Concepción is a municipality of Santander, Colombia. It belongs to the García Rovira Province.

History 
It was founded in 1722 by Pedro Manuel Angarita and José Manuel Cáceres Enciso. It was capital of the province of García Rovira.

Geography 

It is located on flat, cleared terrain, and has temperatures around 18 °C. The municipality occupies 686 km2, and is bordered by Cerrito in the north; Carcasí, Enciso and Málaga in the south; Boyacá in the east; and Saint Andrés in the west.

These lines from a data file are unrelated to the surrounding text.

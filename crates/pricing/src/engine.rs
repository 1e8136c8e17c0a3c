//! The pricing rule table and its evaluation.

use core::iter::Sum;
use core::ops::Add;

use serde::{Deserialize, Serialize};

use crate::catalog::AddOnService;
use crate::fields::PricedFields;
use crate::rates::RateCard;

/// A total or partial price in whole currency units.
///
/// Formatting (currency symbol, separators) is left to the caller.
#[derive(
    Debug, Copy, Clone, PartialEq, Eq, PartialOrd, Ord, Hash, Default, Serialize, Deserialize,
)]
#[serde(transparent)]
pub struct Price(u64);

impl Price {
    pub const ZERO: Price = Price(0);

    pub fn new(amount: u64) -> Self {
        Self(amount)
    }

    pub fn amount(self) -> u64 {
        self.0
    }

    /// Parse a stored `cost` string. Only plain digits are accepted; a stored
    /// cost is never coerced because it is compared against a recomputation.
    pub fn from_stored(raw: &str) -> Option<Price> {
        let trimmed = raw.trim();
        if trimmed.is_empty() || !trimmed.bytes().all(|b| b.is_ascii_digit()) {
            return None;
        }
        trimmed.parse().ok().map(Price)
    }
}

impl core::fmt::Display for Price {
    fn fmt(&self, f: &mut core::fmt::Formatter<'_>) -> core::fmt::Result {
        core::fmt::Display::fmt(&self.0, f)
    }
}

impl Add for Price {
    type Output = Price;

    fn add(self, rhs: Price) -> Price {
        Price(self.0.saturating_add(rhs.0))
    }
}

impl Sum for Price {
    fn sum<I: Iterator<Item = Price>>(iter: I) -> Price {
        iter.fold(Price::ZERO, Add::add)
    }
}

/// The thirteen pricing rules, in evaluation order.
#[derive(Debug, Copy, Clone, PartialEq, Eq, Hash, Serialize, Deserialize)]
#[serde(rename_all = "snake_case")]
pub enum PricingRule {
    BaseFee,
    CleaningType,
    RoomsAndBathrooms,
    InsideOven,
    InsideFridge,
    Kitchens,
    LivingRooms,
    Walls,
    Windows,
    Balconies,
    LaundryLoads,
    GarageFloor,
    Dishes,
}

impl PricingRule {
    pub fn label(self) -> &'static str {
        match self {
            PricingRule::BaseFee => "Base fee",
            PricingRule::CleaningType => "Cleaning type",
            PricingRule::RoomsAndBathrooms => "Rooms and bathrooms",
            PricingRule::InsideOven => "Inside the oven",
            PricingRule::InsideFridge => "Inside the fridge",
            PricingRule::Kitchens => "Kitchens",
            PricingRule::LivingRooms => "Living rooms",
            PricingRule::Walls => "Walls",
            PricingRule::Windows => "Windows",
            PricingRule::Balconies => "Balconies / patios",
            PricingRule::LaundryLoads => "Laundry loads",
            PricingRule::GarageFloor => "Garage floor",
            PricingRule::Dishes => "Dishes",
        }
    }
}

/// One evaluated rule: `amount == quantity * unit_amount`.
#[derive(Debug, Copy, Clone, PartialEq, Eq, Serialize, Deserialize)]
pub struct LineItem {
    pub rule: PricingRule,
    pub quantity: u64,
    pub unit_amount: u64,
    pub amount: Price,
}

impl LineItem {
    fn per_unit(rule: PricingRule, quantity: u64, unit_amount: u64) -> Self {
        Self {
            rule,
            quantity,
            unit_amount,
            amount: Price(quantity.saturating_mul(unit_amount)),
        }
    }

    fn flag(rule: PricingRule, on: bool, unit_amount: u64) -> Self {
        Self::per_unit(rule, u64::from(on), unit_amount)
    }
}

/// All thirteen rule terms of one evaluation, zero terms included.
#[derive(Debug, Clone, PartialEq, Eq, Serialize, Deserialize)]
pub struct PriceBreakdown {
    pub lines: Vec<LineItem>,
    pub total: Price,
}

impl PriceBreakdown {
    /// Terms that contributed a non-zero amount.
    pub fn charged(&self) -> impl Iterator<Item = &LineItem> {
        self.lines.iter().filter(|l| l.amount != Price::ZERO)
    }
}

/// Evaluate the rule table against a rate card.
pub fn breakdown_with(rates: &RateCard, fields: &PricedFields) -> PriceBreakdown {
    let has = |s: AddOnService| fields.has_service(s);

    let lines = vec![
        LineItem::per_unit(PricingRule::BaseFee, 1, rates.base_fee),
        LineItem::per_unit(
            PricingRule::CleaningType,
            1,
            rates.cleaning_surcharge(fields.cleaning_type),
        ),
        LineItem::per_unit(
            PricingRule::RoomsAndBathrooms,
            u64::from(fields.rooms()) + u64::from(fields.bathrooms()),
            rates.per_room_or_bathroom,
        ),
        LineItem::flag(
            PricingRule::InsideOven,
            has(AddOnService::InsideOven),
            rates.add_on(AddOnService::InsideOven),
        ),
        LineItem::flag(
            PricingRule::InsideFridge,
            has(AddOnService::InsideFridge),
            rates.add_on(AddOnService::InsideFridge),
        ),
        LineItem::per_unit(
            PricingRule::Kitchens,
            u64::from(fields.kitchens()),
            rates.per_kitchen,
        ),
        LineItem::per_unit(
            PricingRule::LivingRooms,
            u64::from(fields.living_rooms()),
            rates.per_living_room,
        ),
        LineItem::per_unit(PricingRule::Walls, u64::from(fields.number_of_walls), rates.per_wall),
        LineItem::per_unit(
            PricingRule::Windows,
            u64::from(fields.number_of_windows),
            rates.per_window,
        ),
        LineItem::per_unit(
            PricingRule::Balconies,
            u64::from(fields.number_of_balcony),
            rates.per_balcony,
        ),
        LineItem::per_unit(
            PricingRule::LaundryLoads,
            u64::from(fields.laundry_loads),
            rates.per_laundry_load,
        ),
        LineItem::flag(
            PricingRule::GarageFloor,
            has(AddOnService::GarageFloor),
            rates.add_on(AddOnService::GarageFloor),
        ),
        LineItem::flag(
            PricingRule::Dishes,
            has(AddOnService::Dishes),
            rates.add_on(AddOnService::Dishes),
        ),
    ];

    let total = lines.iter().map(|l| l.amount).sum();
    PriceBreakdown { lines, total }
}

/// Evaluate the rule table at the standard rates.
pub fn breakdown(fields: &PricedFields) -> PriceBreakdown {
    breakdown_with(&RateCard::STANDARD, fields)
}

/// Total price of an order's priced fields at the standard rates.
///
/// Pure and total: the same fields always give the same price.
pub fn price(fields: &PricedFields) -> Price {
    breakdown(fields).total
}

#[cfg(test)]
mod tests {
    use super::*;
    use crate::catalog::CleaningType;
    use crate::count::RoomCount;
    use proptest::prelude::*;

    fn fields_with(f: impl FnOnce(&mut PricedFields)) -> PricedFields {
        let mut fields = PricedFields::default();
        f(&mut fields);
        fields
    }

    #[test]
    fn empty_order_costs_the_base_fee() {
        assert_eq!(price(&PricedFields::default()), Price::new(50));
    }

    #[test]
    fn standard_apartment_with_three_rooms() {
        let fields = fields_with(|f| {
            f.cleaning_type = Some(CleaningType::Standard);
            f.number_of_rooms = RoomCount::from("2");
            f.number_of_bathrooms = RoomCount::from("1");
        });
        assert_eq!(price(&fields), Price::new(275));
    }

    #[test]
    fn oven_and_dishes_add_fifty() {
        let fields = fields_with(|f| {
            f.cleaning_type = Some(CleaningType::Standard);
            f.number_of_rooms = RoomCount::from("2");
            f.number_of_bathrooms = RoomCount::from("1");
            f.set_service(AddOnService::InsideOven, true);
            f.set_service(AddOnService::Dishes, true);
        });
        assert_eq!(price(&fields), Price::new(325));
    }

    #[test]
    fn deep_clean_with_every_per_unit_rule() {
        let fields = fields_with(|f| {
            f.cleaning_type = Some(CleaningType::Deep);
            f.number_of_rooms = RoomCount::from("0");
            f.number_of_bathrooms = RoomCount::from("0");
            f.number_of_kitchens = RoomCount::from("1");
            f.number_of_living_rooms = RoomCount::from("1");
            f.number_of_walls = 2;
            f.number_of_windows = 3;
            f.number_of_balcony = 1;
            f.laundry_loads = 2;
            f.set_service(AddOnService::GarageFloor, true);
        });
        assert_eq!(price(&fields), Price::new(625));
    }

    #[test]
    fn light_cleaning_is_free_of_surcharge() {
        let fields = fields_with(|f| f.cleaning_type = Some(CleaningType::Light));
        assert_eq!(price(&fields), Price::new(50));
    }

    #[test]
    fn malformed_room_text_counts_as_zero() {
        let fields = fields_with(|f| {
            f.number_of_rooms = RoomCount::from("lots");
            f.number_of_kitchens = RoomCount::from("");
            f.number_of_bathrooms = RoomCount::from("2 baths");
        });
        assert_eq!(price(&fields), Price::new(50 + 50));
    }

    #[test]
    fn count_gated_tags_add_nothing_on_their_own() {
        let fields = fields_with(|f| {
            f.set_service(AddOnService::Walls, true);
            f.set_service(AddOnService::InsideWindows, true);
            f.set_service(AddOnService::BalconyPatio, true);
            f.set_service(AddOnService::LaundryDrying, true);
        });
        assert_eq!(price(&fields), Price::new(50));
    }

    #[test]
    fn breakdown_lists_all_rules_in_order() {
        let b = breakdown(&PricedFields::default());
        let rules: Vec<PricingRule> = b.lines.iter().map(|l| l.rule).collect();
        assert_eq!(
            rules,
            vec![
                PricingRule::BaseFee,
                PricingRule::CleaningType,
                PricingRule::RoomsAndBathrooms,
                PricingRule::InsideOven,
                PricingRule::InsideFridge,
                PricingRule::Kitchens,
                PricingRule::LivingRooms,
                PricingRule::Walls,
                PricingRule::Windows,
                PricingRule::Balconies,
                PricingRule::LaundryLoads,
                PricingRule::GarageFloor,
                PricingRule::Dishes,
            ]
        );
        let charged: Vec<&str> = b.charged().map(|l| l.rule.label()).collect();
        assert_eq!(charged, vec!["Base fee"]);
    }

    #[test]
    fn custom_rate_card_is_honoured() {
        let rates = RateCard {
            base_fee: 80,
            ..RateCard::STANDARD
        };
        assert_eq!(breakdown_with(&rates, &PricedFields::default()).total, Price::new(80));
    }

    #[test]
    fn stored_cost_parsing_is_strict() {
        assert_eq!(Price::from_stored("275"), Some(Price::new(275)));
        assert_eq!(Price::from_stored(" 50 "), Some(Price::new(50)));
        assert_eq!(Price::from_stored(""), None);
        assert_eq!(Price::from_stored("275.00"), None);
        assert_eq!(Price::from_stored("-5"), None);
    }

    fn cleaning_strategy() -> impl Strategy<Value = Option<CleaningType>> {
        prop_oneof![
            Just(None),
            Just(Some(CleaningType::Light)),
            Just(Some(CleaningType::Standard)),
            Just(Some(CleaningType::Deep)),
        ]
    }

    prop_compose! {
        fn arb_fields()(
            cleaning_type in cleaning_strategy(),
            services in prop::sample::subsequence(AddOnService::ALL.to_vec(), 0..=AddOnService::ALL.len()),
            rooms in 0u32..50,
            bathrooms in 0u32..50,
            kitchens in 0u32..10,
            living_rooms in 0u32..10,
            walls in 0u32..100,
            windows in 0u32..100,
            balconies in 0u32..10,
            laundry in 0u32..20,
        ) -> PricedFields {
            PricedFields {
                cleaning_type,
                selected_services: services.into_iter().collect(),
                number_of_rooms: RoomCount::from(rooms),
                number_of_bathrooms: RoomCount::from(bathrooms),
                number_of_kitchens: RoomCount::from(kitchens),
                number_of_living_rooms: RoomCount::from(living_rooms),
                number_of_walls: walls,
                number_of_windows: windows,
                number_of_balcony: balconies,
                laundry_loads: laundry,
            }
        }
    }

    proptest! {
        #![proptest_config(ProptestConfig {
            cases: 512,
            ..ProptestConfig::default()
        })]

        /// Property: the base fee is a floor.
        #[test]
        fn price_never_drops_below_base_fee(fields in arb_fields()) {
            prop_assert!(price(&fields) >= Price::new(50));
        }

        /// Property: pricing is pure.
        #[test]
        fn price_is_idempotent(fields in arb_fields()) {
            let snapshot = fields.clone();
            let first = price(&fields);
            let second = price(&fields);
            prop_assert_eq!(first, second);
            prop_assert_eq!(&fields, &snapshot);
        }

        /// Property: bumping any one count never lowers the total.
        #[test]
        fn price_is_monotonic_in_every_count(fields in arb_fields(), which in 0usize..8) {
            let before = price(&fields);
            let mut bumped = fields.clone();
            match which {
                0 => bumped.number_of_rooms = RoomCount::from(fields.rooms() + 1),
                1 => bumped.number_of_bathrooms = RoomCount::from(fields.bathrooms() + 1),
                2 => bumped.number_of_kitchens = RoomCount::from(fields.kitchens() + 1),
                3 => bumped.number_of_living_rooms = RoomCount::from(fields.living_rooms() + 1),
                4 => bumped.number_of_walls += 1,
                5 => bumped.number_of_windows += 1,
                6 => bumped.number_of_balcony += 1,
                _ => bumped.laundry_loads += 1,
            }
            prop_assert!(price(&bumped) >= before);
        }

        /// Property: toggling an add-on on adds exactly its flat surcharge.
        #[test]
        fn add_ons_are_additive(fields in arb_fields(), idx in 0usize..AddOnService::ALL.len()) {
            let service = AddOnService::ALL[idx];
            let mut without = fields.clone();
            without.set_service(service, false);
            let mut with = without.clone();
            with.set_service(service, true);

            let expected = match service {
                AddOnService::InsideOven | AddOnService::InsideFridge => 40,
                AddOnService::GarageFloor => 45,
                AddOnService::Dishes => 10,
                _ => 0,
            };
            prop_assert_eq!(price(&with).amount(), price(&without).amount() + expected);
        }

        /// Property: cleaning types differ by fixed amounts.
        #[test]
        fn cleaning_types_are_exclusive(fields in arb_fields()) {
            let at = |ct: Option<CleaningType>| {
                let mut f = fields.clone();
                f.cleaning_type = ct;
                price(&f).amount()
            };
            prop_assert_eq!(at(Some(CleaningType::Deep)), at(Some(CleaningType::Standard)) + 200);
            prop_assert_eq!(at(Some(CleaningType::Standard)), at(None) + 150);
            prop_assert_eq!(at(Some(CleaningType::Light)), at(None));
        }

        /// Property: re-setting a field to its current value keeps the price.
        #[test]
        fn no_op_edit_keeps_price(fields in arb_fields()) {
            let before = price(&fields);
            let mut edited = fields.clone();
            edited.number_of_walls = fields.number_of_walls;
            edited.number_of_rooms = fields.number_of_rooms.clone();
            edited.cleaning_type = fields.cleaning_type;
            prop_assert_eq!(price(&edited), before);
        }

        /// Property: the total is the sum of the line items.
        #[test]
        fn breakdown_total_matches_lines(fields in arb_fields()) {
            let b = breakdown(&fields);
            let sum: u64 = b.lines.iter().map(|l| l.quantity * l.unit_amount).sum();
            prop_assert_eq!(b.total.amount(), sum);
        }
    }
}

The territory of the municipality is crossed by the Servitá and Sartanejo rivers.

Demography 
The municipality has 7,133 inhabitants, of which 2,508 live in the urban area and 4.625 in rural areas. It is one of the few municipalities of Santander that has pertaining inhabitants to the native community of the Uwas.

Economy and tourism 
Concepción is the wool production capital of Colombia and has several small factories dedicated to the production wool related products. The fairs of the village focus  mainly on exhibitions Sheep, Graziers, Equidae and of wool products, in addition to handmade products. The inhabitants of the village also engage in agriculture, mainly barley, wheat, potato, corn, beans, blackberry and curuba.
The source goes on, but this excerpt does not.